_Stored data entries_
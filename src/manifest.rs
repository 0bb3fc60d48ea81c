// src/manifest.rs
//
// Label manifests: the flat table that maps a row index to a relative item
// path plus one or more integer label columns.
//
//! A `LabelTable` is the immutable input every other component consumes.
//! It is persisted as tab-separated text with a header line so subset
//! tables written by the partitioner can be re-read across runs:
//!
//! ```text
//! path<TAB>age<TAB>gender
//! imgs/018_0_a.jpg<TAB>0<TAB>0
//! imgs/020_1_b.jpg<TAB>2<TAB>1
//! ```
//!
//! Row indices are dense (`0..len`), labels are zero-based integers.
//! Building the table from directory-name conventions is a one-shot job
//! that happens upstream; this module only loads, validates, selects and
//! writes the finished table.

use std::fs::File;
use std::io::{BufRead, BufReader, BufWriter, Read, Write};
use std::path::Path;

use log::debug;
use thiserror::Error;

use crate::constants::{MANIFEST_DELIMITER, MANIFEST_PATH_COLUMN};

/// Errors raised while reading, validating or writing a manifest.
#[derive(Error, Debug)]
pub enum ManifestError {
    #[error(transparent)]
    Io(#[from] std::io::Error),

    #[error("manifest line {line}: {msg}")]
    Parse { line: usize, msg: String },

    #[error("manifest is missing required column '{0}'")]
    MissingColumn(String),

    #[error("manifest line {line}: expected {expected} label fields, got {got}")]
    ColumnArity { line: usize, expected: usize, got: usize },

    #[error("manifest line {line}: negative label {value} (labels are zero-based)")]
    NegativeLabel { line: usize, value: i64 },
}

/// One manifest row: a relative item path plus its label values,
/// parallel to [`LabelTable::label_columns`].
#[derive(Debug, Clone, PartialEq, Eq)]
pub struct LabelRecord {
    pub path: String,
    pub labels: Vec<i64>,
}

/// Immutable, dense-indexed table of labeled items.
#[derive(Debug, Clone)]
pub struct LabelTable {
    label_columns: Vec<String>,
    records: Vec<LabelRecord>,
}

impl LabelTable {
    /// Build a table from parts, validating the row invariants.
    pub fn new(
        label_columns: Vec<String>,
        records: Vec<LabelRecord>,
    ) -> Result<Self, ManifestError> {
        for (row, rec) in records.iter().enumerate() {
            if rec.labels.len() != label_columns.len() {
                return Err(ManifestError::ColumnArity {
                    line: row + 2, // 1-based, past the header
                    expected: label_columns.len(),
                    got: rec.labels.len(),
                });
            }
            if let Some(&bad) = rec.labels.iter().find(|&&v| v < 0) {
                return Err(ManifestError::NegativeLabel { line: row + 2, value: bad });
            }
        }
        Ok(Self { label_columns, records })
    }

    /// Number of rows.
    pub fn len(&self) -> usize {
        self.records.len()
    }

    pub fn is_empty(&self) -> bool {
        self.records.is_empty()
    }

    /// Label column names, in manifest order.
    pub fn label_columns(&self) -> &[String] {
        &self.label_columns
    }

    /// Row by index.
    pub fn record(&self, index: usize) -> Option<&LabelRecord> {
        self.records.get(index)
    }

    pub fn records(&self) -> &[LabelRecord] {
        &self.records
    }

    /// Resolve a label column name to its position.
    pub fn label_column(&self, name: &str) -> Option<usize> {
        self.label_columns.iter().position(|c| c == name)
    }

    /// Number of classes in a label column (`max + 1`); 0 for an empty table.
    pub fn num_classes(&self, column: usize) -> i64 {
        self.records
            .iter()
            .filter_map(|r| r.labels.get(column))
            .copied()
            .max()
            .map(|m| m + 1)
            .unwrap_or(0)
    }

    /// Materialize a compacted subset table: row `i` of the result is
    /// `indices[i]` of `self`. Indices outside the table are skipped.
    pub fn select(&self, indices: &[usize]) -> LabelTable {
        let records = indices
            .iter()
            .filter_map(|&i| self.records.get(i).cloned())
            .collect();
        LabelTable {
            label_columns: self.label_columns.clone(),
            records,
        }
    }

    /// Read a tab-separated manifest with a `path<TAB>label...` header.
    pub fn read_tsv<P: AsRef<Path>>(path: P) -> Result<Self, ManifestError> {
        let file = File::open(path.as_ref())?;
        let table = Self::from_reader(file)?;
        debug!(
            "loaded manifest {} ({} rows, label columns: {:?})",
            path.as_ref().display(),
            table.len(),
            table.label_columns()
        );
        Ok(table)
    }

    /// Parse a manifest from any reader.
    pub fn from_reader<R: Read>(reader: R) -> Result<Self, ManifestError> {
        let mut lines = BufReader::new(reader).lines();

        let header = match lines.next() {
            Some(h) => h?,
            None => {
                return Err(ManifestError::MissingColumn(MANIFEST_PATH_COLUMN.to_string()));
            }
        };
        let mut fields = header.split(MANIFEST_DELIMITER);
        match fields.next() {
            Some(first) if first == MANIFEST_PATH_COLUMN => {}
            _ => return Err(ManifestError::MissingColumn(MANIFEST_PATH_COLUMN.to_string())),
        }
        let label_columns: Vec<String> = fields.map(|s| s.to_string()).collect();
        if label_columns.is_empty() {
            return Err(ManifestError::MissingColumn("<label>".to_string()));
        }

        let mut records = Vec::new();
        for (lineno, line) in lines.enumerate() {
            let line = line?;
            let lineno = lineno + 2; // header was line 1
            if line.is_empty() {
                continue;
            }
            let mut fields = line.split(MANIFEST_DELIMITER);
            let path = fields
                .next()
                .filter(|p| !p.is_empty())
                .ok_or_else(|| ManifestError::Parse {
                    line: lineno,
                    msg: "empty path field".to_string(),
                })?
                .to_string();
            let labels = fields
                .map(|f| {
                    f.parse::<i64>().map_err(|e| ManifestError::Parse {
                        line: lineno,
                        msg: format!("bad label '{}': {}", f, e),
                    })
                })
                .collect::<Result<Vec<i64>, _>>()?;
            if labels.len() != label_columns.len() {
                return Err(ManifestError::ColumnArity {
                    line: lineno,
                    expected: label_columns.len(),
                    got: labels.len(),
                });
            }
            if let Some(&bad) = labels.iter().find(|&&v| v < 0) {
                return Err(ManifestError::NegativeLabel { line: lineno, value: bad });
            }
            records.push(LabelRecord { path, labels });
        }

        Ok(Self { label_columns, records })
    }

    /// Write the table back out in the same tab-separated format.
    pub fn write_tsv<P: AsRef<Path>>(&self, path: P) -> Result<(), ManifestError> {
        let file = File::create(path.as_ref())?;
        self.to_writer(BufWriter::new(file))?;
        debug!("wrote manifest {} ({} rows)", path.as_ref().display(), self.len());
        Ok(())
    }

    pub fn to_writer<W: Write>(&self, mut writer: W) -> Result<(), ManifestError> {
        write!(writer, "{}", MANIFEST_PATH_COLUMN)?;
        for col in &self.label_columns {
            write!(writer, "{}{}", MANIFEST_DELIMITER, col)?;
        }
        writeln!(writer)?;
        for rec in &self.records {
            write!(writer, "{}", rec.path)?;
            for label in &rec.labels {
                write!(writer, "{}{}", MANIFEST_DELIMITER, label)?;
            }
            writeln!(writer)?;
        }
        writer.flush()?;
        Ok(())
    }
}
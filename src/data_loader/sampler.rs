//! src/data_loader/sampler.rs
//! Samplers produce the ordered sequence of row indices visited in one epoch.
//!
//! Three implementations are provided:
//!  * `SequentialSampler` – yields 0..end in order.
//!  * `SubsetSampler`     – yields an explicit index list in its given order.
//!  * `ShuffleSampler`    – yields a deterministic seeded permutation of
//!                          0..len, or of an explicit restriction set.
//!
//! A sampler covers exactly one epoch. Randomized epochs get a fresh
//! sampler each, seeded per epoch by the loader, so replays are exact and
//! no global mutable random state is involved.

use rand_chacha::ChaCha20Rng;
use rand_chacha::rand_core::{RngCore, SeedableRng};

/// Trait for index producers.
pub trait Sampler: Send {
    /// Return the next index to visit, or `None` when the epoch is exhausted.
    fn next_index(&mut self) -> Option<usize>;
    /// Remaining items hint.
    fn remaining(&self) -> Option<usize> {
        None
    }
}

impl Sampler for Box<dyn Sampler + Send> {
    fn next_index(&mut self) -> Option<usize> {
        (**self).next_index()
    }

    fn remaining(&self) -> Option<usize> {
        (**self).remaining()
    }
}

/// Yields `0, 1, 2, …, end-1` once.
#[derive(Debug, Clone)]
pub struct SequentialSampler {
    curr: usize,
    end: usize,
}

impl SequentialSampler {
    /// Create a sequential sampler over `[0, end)`.
    pub fn new(end: usize) -> Self {
        Self { curr: 0, end }
    }
}

impl Sampler for SequentialSampler {
    fn next_index(&mut self) -> Option<usize> {
        if self.curr < self.end {
            let i = self.curr;
            self.curr += 1;
            Some(i)
        } else {
            None
        }
    }

    fn remaining(&self) -> Option<usize> {
        Some(self.end.saturating_sub(self.curr))
    }
}

/// Yields an explicit index list in its given order.
#[derive(Debug, Clone)]
pub struct SubsetSampler {
    indices: Vec<usize>,
    pos: usize,
}

impl SubsetSampler {
    pub fn new(indices: Vec<usize>) -> Self {
        Self { indices, pos: 0 }
    }
}

impl Sampler for SubsetSampler {
    fn next_index(&mut self) -> Option<usize> {
        if self.pos < self.indices.len() {
            let i = self.indices[self.pos];
            self.pos += 1;
            Some(i)
        } else {
            None
        }
    }

    fn remaining(&self) -> Option<usize> {
        Some(self.indices.len().saturating_sub(self.pos))
    }
}

/// Yields a deterministic seeded permutation, either of `0..len` or of an
/// explicit restriction set.
#[derive(Debug, Clone)]
pub struct ShuffleSampler {
    indices: Vec<usize>,
    pos: usize,
}

impl ShuffleSampler {
    /// Shuffled permutation of `0..len` using `seed`.
    pub fn new(len: usize, seed: u64) -> Self {
        Self::over((0..len).collect(), seed)
    }

    /// Shuffled permutation of an explicit index set using `seed`.
    pub fn over(mut indices: Vec<usize>, seed: u64) -> Self {
        let mut rng = ChaCha20Rng::seed_from_u64(seed);

        // Fisher–Yates over the restriction set.
        for i in (1..indices.len()).rev() {
            let j = (rng.next_u64() as usize) % (i + 1);
            indices.swap(i, j);
        }

        Self { indices, pos: 0 }
    }
}

impl Sampler for ShuffleSampler {
    fn next_index(&mut self) -> Option<usize> {
        if self.pos < self.indices.len() {
            let i = self.indices[self.pos];
            self.pos += 1;
            Some(i)
        } else {
            None
        }
    }

    fn remaining(&self) -> Option<usize> {
        Some(self.indices.len().saturating_sub(self.pos))
    }
}
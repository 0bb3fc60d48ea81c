// src/data_loader/batch.rs
//
// Batch planning: group a sampler's index sequence into fixed-size,
// sequence-numbered index batches.

use crate::data_loader::dataset::DatasetError;
use crate::data_loader::sampler::Sampler;

/// An ordered group of row indices plus its submission sequence number.
/// Sequence numbers increase monotonically over one epoch and drive the
/// loader's in-order delivery guarantee.
#[derive(Debug, Clone, PartialEq, Eq)]
pub struct IndexBatch {
    pub seq: u64,
    pub indices: Vec<usize>,
}

/// Groups index sequences into consecutive windows of `batch_size`.
#[derive(Debug, Clone, Copy)]
pub struct BatchPlanner {
    batch_size: usize,
    drop_last: bool,
}

impl BatchPlanner {
    /// Fails with a `Config` error when `batch_size` is zero.
    pub fn new(batch_size: usize, drop_last: bool) -> Result<Self, DatasetError> {
        if batch_size == 0 {
            return Err(DatasetError::Config(
                "batch_size must be greater than 0".to_string(),
            ));
        }
        Ok(Self { batch_size, drop_last })
    }

    pub fn batch_size(&self) -> usize {
        self.batch_size
    }

    /// Lazily batch the sampler's sequence. The final, shorter window is
    /// emitted unless `drop_last` was set.
    pub fn plan<S: Sampler>(&self, sampler: S) -> BatchIter<S> {
        BatchIter {
            sampler,
            batch_size: self.batch_size,
            drop_last: self.drop_last,
            next_seq: 0,
            done: false,
        }
    }
}

/// Iterator adapter produced by [`BatchPlanner::plan`].
#[derive(Debug)]
pub struct BatchIter<S: Sampler> {
    sampler: S,
    batch_size: usize,
    drop_last: bool,
    next_seq: u64,
    done: bool,
}

impl<S: Sampler> Iterator for BatchIter<S> {
    type Item = IndexBatch;

    fn next(&mut self) -> Option<IndexBatch> {
        if self.done {
            return None;
        }
        let mut indices = Vec::with_capacity(self.batch_size);
        while indices.len() < self.batch_size {
            match self.sampler.next_index() {
                Some(i) => indices.push(i),
                None => {
                    self.done = true;
                    break;
                }
            }
        }
        if indices.is_empty() || (indices.len() < self.batch_size && self.drop_last) {
            return None;
        }
        let seq = self.next_seq;
        self.next_seq += 1;
        Some(IndexBatch { seq, indices })
    }
}

#[cfg(test)]
mod tests {
    use super::*;
    use crate::data_loader::sampler::SequentialSampler;

    #[test]
    fn short_final_batch_is_kept() {
        let planner = BatchPlanner::new(4, false).unwrap();
        let sizes: Vec<usize> = planner
            .plan(SequentialSampler::new(10))
            .map(|b| b.indices.len())
            .collect();
        assert_eq!(sizes, vec![4, 4, 2]);
    }

    #[test]
    fn short_final_batch_is_dropped() {
        let planner = BatchPlanner::new(4, true).unwrap();
        let sizes: Vec<usize> = planner
            .plan(SequentialSampler::new(10))
            .map(|b| b.indices.len())
            .collect();
        assert_eq!(sizes, vec![4, 4]);
    }

    #[test]
    fn sequence_numbers_increase_from_zero() {
        let planner = BatchPlanner::new(3, false).unwrap();
        let seqs: Vec<u64> = planner.plan(SequentialSampler::new(10)).map(|b| b.seq).collect();
        assert_eq!(seqs, vec![0, 1, 2, 3]);
    }

    #[test]
    fn indices_are_windowed_in_order() {
        let planner = BatchPlanner::new(4, false).unwrap();
        let batches: Vec<IndexBatch> = planner.plan(SequentialSampler::new(6)).collect();
        assert_eq!(batches[0].indices, vec![0, 1, 2, 3]);
        assert_eq!(batches[1].indices, vec![4, 5]);
    }

    #[test]
    fn zero_batch_size_is_a_config_error() {
        assert!(matches!(
            BatchPlanner::new(0, false),
            Err(DatasetError::Config(_))
        ));
    }

    #[test]
    fn empty_sequence_yields_no_batches() {
        let planner = BatchPlanner::new(4, false).unwrap();
        assert_eq!(planner.plan(SequentialSampler::new(0)).count(), 0);
    }
}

_Required work_
Look through the records above for the word "into" and state how many lines contain it, giving the number alone.

_Result for this exercise_
2